6. Supplemental Figure 6 – the two KO images are a much earlier step spermatid than the WT (Step 9 vs Step 12-13) and MEIG1 does appear to be at the manchette in the cKO.

We acknowledge the reviewer for pointing out that some MEIG1 is present in the manchette in the Dnali1 cKO occasionally. One possibility is that the Dnali1 gene is not 100% disrupted using the cKO strategy; another possibility is that MEIG1 associates with another DNALI1-independent system in the manchette. We discussed the possibilities in the revised manuscript. Due to the limited mice available and low number of the germ cells in the late stage in the Dnali1 cKO mice, we were not successful to compare the localization of MEIG1 step by step between the control and the Dnali1 cKO mice. This project is one of the major focus in the lab, and we will absolutely continue the studies in the future.

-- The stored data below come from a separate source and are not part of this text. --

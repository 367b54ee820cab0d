//! Detector pipeline orchestrating one pass from color image to composite.
//!
//! Stages, strictly in order:
//! - Resize to the working resolution.
//! - Grayscale, Gaussian blur, Canny edges.
//! - Region-of-interest masking.
//! - Probabilistic Hough segments.
//! - Classification, per-side least squares and lane drawing.
//! - Weighted blend over the resized input.
//!
//! ```no_run
//! use lane_finder::{LaneDetector, LaneParams};
//! use lane_finder::image::ImageU8;
//!
//! # fn example(image: ImageU8) -> lane_finder::Result<()> {
//! let detector = LaneDetector::new(LaneParams::default())?;
//! let report = detector.process_with_diagnostics(&image)?;
//! println!("segments={}", report.report.segments.len());
//! # Ok(())
//! # }
//! ```

use super::params::LaneParams;
use crate::blur::gaussian_blur;
use crate::color::rgb_to_gray;
use crate::compose::add_weighted;
use crate::diagnostics::timing::elapsed_ms;
use crate::diagnostics::{
    DetectionReport, InputDescriptor, LaneReport, PipelineTrace, SideReport, TimingBreakdown,
};
use crate::edges::detect_edges;
use crate::error::Result;
use crate::hough::detect_segments;
use crate::image::{resize_color, ImageU8};
use crate::lanes::{fit_lanes, render_lanes, LaneClassifier, LaneEstimate};
use crate::roi::{apply_mask, fill_convex_polygon};
use crate::types::{LaneSide, LineSegment};
use log::debug;
use rayon::prelude::*;
use std::time::Instant;

/// Result of one run.
#[derive(Clone, Debug)]
pub struct LaneDetection {
    /// Hough segments in working-resolution pixels.
    pub segments: Vec<LineSegment>,
    pub estimate: LaneEstimate,
    /// Lanes blended over the resized input (RGB).
    pub composite: ImageU8,
    pub timings: TimingBreakdown,
}

/// Lane detector holding validated parameters and a classification strategy.
pub struct LaneDetector {
    params: LaneParams,
    classifier: Box<dyn LaneClassifier>,
}

impl LaneDetector {
    /// Validate `params` and build the configured classifier.
    pub fn new(params: LaneParams) -> Result<Self> {
        params.validate()?;
        let classifier = params.classifier.build();
        Ok(Self { params, classifier })
    }

    /// Replace the classification strategy.
    pub fn with_classifier(mut self, classifier: Box<dyn LaneClassifier>) -> Self {
        self.classifier = classifier;
        self
    }

    pub fn params(&self) -> &LaneParams {
        &self.params
    }

    pub fn classifier(&self) -> &dyn LaneClassifier {
        self.classifier.as_ref()
    }

    /// Run the pipeline on a color (or gray) image of any size.
    pub fn process(&self, image: &ImageU8) -> Result<LaneDetection> {
        self.run(image).map(|(detection, _)| detection)
    }

    /// Like [`process`](Self::process), also returning every intermediate
    /// image and a serializable report.
    pub fn process_with_diagnostics(&self, image: &ImageU8) -> Result<DetectionReport> {
        let (detection, trace) = self.run(image)?;
        let report = LaneReport {
            input: InputDescriptor {
                width: image.w,
                height: image.h,
                working_width: self.params.width,
                working_height: self.params.height,
            },
            classifier: self.classifier.name().to_string(),
            edge_pixels: trace.edges.count_nonzero(),
            masked_edge_pixels: trace.masked.count_nonzero(),
            segments: detection.segments.clone(),
            left: SideReport::from_result(LaneSide::Left, &detection.estimate.left),
            right: SideReport::from_result(LaneSide::Right, &detection.estimate.right),
            timings: detection.timings.clone(),
        };
        Ok(DetectionReport {
            detection,
            trace,
            report,
        })
    }

    /// Process independent images in parallel; results keep the input order.
    pub fn process_batch(&self, images: &[ImageU8]) -> Vec<Result<LaneDetection>> {
        images.par_iter().map(|img| self.process(img)).collect()
    }

    fn run(&self, image: &ImageU8) -> Result<(LaneDetection, PipelineTrace)> {
        let p = &self.params;
        let total_start = Instant::now();
        let mut timings = TimingBreakdown::default();

        let start = Instant::now();
        let resized = resize_color(image, p.width, p.height)?;
        let ms = timings.record("resize", start);
        debug!(
            "resize {}x{} -> {}x{} ms={:.3}",
            image.w, image.h, resized.w, resized.h, ms
        );

        let start = Instant::now();
        let gray = rgb_to_gray(&resized)?;
        let ms = timings.record("grayscale", start);
        debug!("grayscale ms={:.3}", ms);

        let start = Instant::now();
        let blurred = gaussian_blur(&gray, p.blur.kernel_size, p.blur.sigma, p.blur.border)?;
        let ms = timings.record("blur", start);
        debug!(
            "blur kernel={} sigma={} border={:?} ms={:.3}",
            p.blur.kernel_size, p.blur.sigma, p.blur.border, ms
        );

        let start = Instant::now();
        let edges = detect_edges(
            &blurred,
            p.edges.low_threshold,
            p.edges.high_threshold,
            p.edges.aperture,
            p.edges.norm,
        )?;
        let ms = timings.record("edges", start);
        debug!("edges edge_px={} ms={:.3}", edges.count_nonzero(), ms);

        let start = Instant::now();
        let vertices = p.region.to_pixels(p.width, p.height);
        let region_mask = fill_convex_polygon(p.width, p.height, &vertices)?;
        let masked = apply_mask(&edges, &region_mask)?;
        let ms = timings.record("roi", start);
        debug!("roi masked_px={} ms={:.3}", masked.count_nonzero(), ms);

        let start = Instant::now();
        let segments = detect_segments(&masked, &p.hough)?;
        let ms = timings.record("hough", start);
        debug!("hough segments={} ms={:.3}", segments.len(), ms);

        let start = Instant::now();
        let estimate = fit_lanes(
            &segments,
            p.width,
            p.height,
            self.classifier.as_ref(),
            p.overlay.top_fraction,
        );
        let overlay = render_lanes(
            &estimate,
            p.width,
            p.height,
            p.overlay.color,
            p.overlay.thickness,
        )?;
        let ms = timings.record("lanes", start);
        debug!("lanes fitted={} ms={:.3}", estimate.lines().count(), ms);

        let start = Instant::now();
        let composite = add_weighted(
            &overlay,
            p.blend.alpha,
            &resized,
            p.blend.beta,
            p.blend.gamma,
        )?;
        let ms = timings.record("blend", start);
        debug!("blend ms={:.3}", ms);

        timings.total_ms = elapsed_ms(total_start);
        debug!("pipeline total_ms={:.3}", timings.total_ms);

        let trace = PipelineTrace {
            resized,
            gray,
            blurred,
            edges,
            region_mask,
            masked,
            overlay,
        };
        Ok((
            LaneDetection {
                segments,
                estimate,
                composite,
                timings,
            },
            trace,
        ))
    }
}

#[cfg(test)]
mod tests {
    use super::*;
    use crate::error::LaneError;
    use crate::lanes::SlopeClassifier;

    #[test]
    fn invalid_params_rejected_at_construction() {
        let mut params = LaneParams::default();
        params.edges.aperture = 4;
        assert!(matches!(
            LaneDetector::new(params),
            Err(LaneError::InvalidParameter { stage: "edges", .. })
        ));
    }

    #[test]
    fn blank_image_gives_no_lanes_and_dimmed_composite() {
        let params = LaneParams {
            width: 64,
            height: 48,
            ..LaneParams::default()
        };
        let detector = LaneDetector::new(params).unwrap();
        let mut img = ImageU8::rgb(64, 48);
        img.data.fill(100);
        let det = detector.process(&img).unwrap();
        assert!(det.segments.is_empty());
        assert!(det.estimate.left.is_err() && det.estimate.right.is_err());
        let c = &det.composite;
        assert_eq!((c.w, c.h, c.channels), (64, 48, 3));
        assert!(c.data.iter().all(|&v| v == 80));
        let labels = [
            "resize",
            "grayscale",
            "blur",
            "edges",
            "roi",
            "hough",
            "lanes",
            "blend",
        ];
        for label in labels {
            assert!(det.timings.stage(label).is_some(), "missing {label}");
        }
    }

    #[test]
    fn diagnostics_carry_every_stage() {
        let params = LaneParams {
            width: 32,
            height: 24,
            ..LaneParams::default()
        };
        let detector = LaneDetector::new(params)
            .unwrap()
            .with_classifier(Box::new(SlopeClassifier));
        let img = ImageU8::rgb(32, 24);
        let diag = detector.process_with_diagnostics(&img).unwrap();
        let t = &diag.trace;
        for stage in [&t.gray, &t.blurred, &t.edges, &t.region_mask, &t.masked] {
            assert_eq!((stage.w, stage.h, stage.channels), (32, 24, 1));
        }
        assert_eq!(t.overlay.channels, 3);
        assert!(t.region_mask.count_nonzero() > 0);
        assert_eq!(diag.report.classifier, "slope");
        assert_eq!(detector.params().width, 32);
        assert_eq!(diag.report.timings, diag.detection.timings);
        let timings = &diag.report.timings;
        let stage_sum: f64 = timings.stages.iter().map(|s| s.elapsed_ms).sum();
        assert!(stage_sum <= timings.total_ms);
        assert!(timings.stage("region_mask").is_none());
        assert!(!diag.report.left.found());
        assert!(diag.report.left.error.is_some());
    }

    #[test]
    fn empty_input_is_invalid() {
        let detector = LaneDetector::new(LaneParams::default()).unwrap();
        assert!(detector.process(&ImageU8::rgb(0, 0)).is_err());
    }

    #[test]
    fn batch_preserves_order() {
        let params = LaneParams {
            width: 16,
            height: 12,
            ..LaneParams::default()
        };
        let detector = LaneDetector::new(params).unwrap();
        let images = vec![ImageU8::rgb(20, 10), ImageU8::rgb(0, 0), ImageU8::rgb(8, 8)];
        let results = detector.process_batch(&images);
        assert_eq!(results.len(), 3);
        assert!(results[0].is_ok());
        assert!(results[1].is_err());
        assert!(results[2].is_ok());
    }
}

7. Paragraph from line 673 needs to be rewritten. It is currently written as if spermiation in mammals follows the exact same events as the sperm individualisation process in Drosophila. The processes are different. The bundles of 64 elongated spermatids and individualisation complexes are specific to Drosophila. In mammals spermiation is thought to be driven by tubulobulbar complexes and involves the removal of ectoplasmic specialisations – see Wayne Vogl's papers for an overview.

We thank the review for pointing this out and we rewrote this paragraph. We also mentioned the new yeast two-hybrid result using human DNALI1 as the bait. Discovery of the interaction between DNALI1 and γ-actin strongly supports that DNALI1 is involved in spermiation and offers a future study to further dissect the mechanism of DNALI1 in spermiogenesis.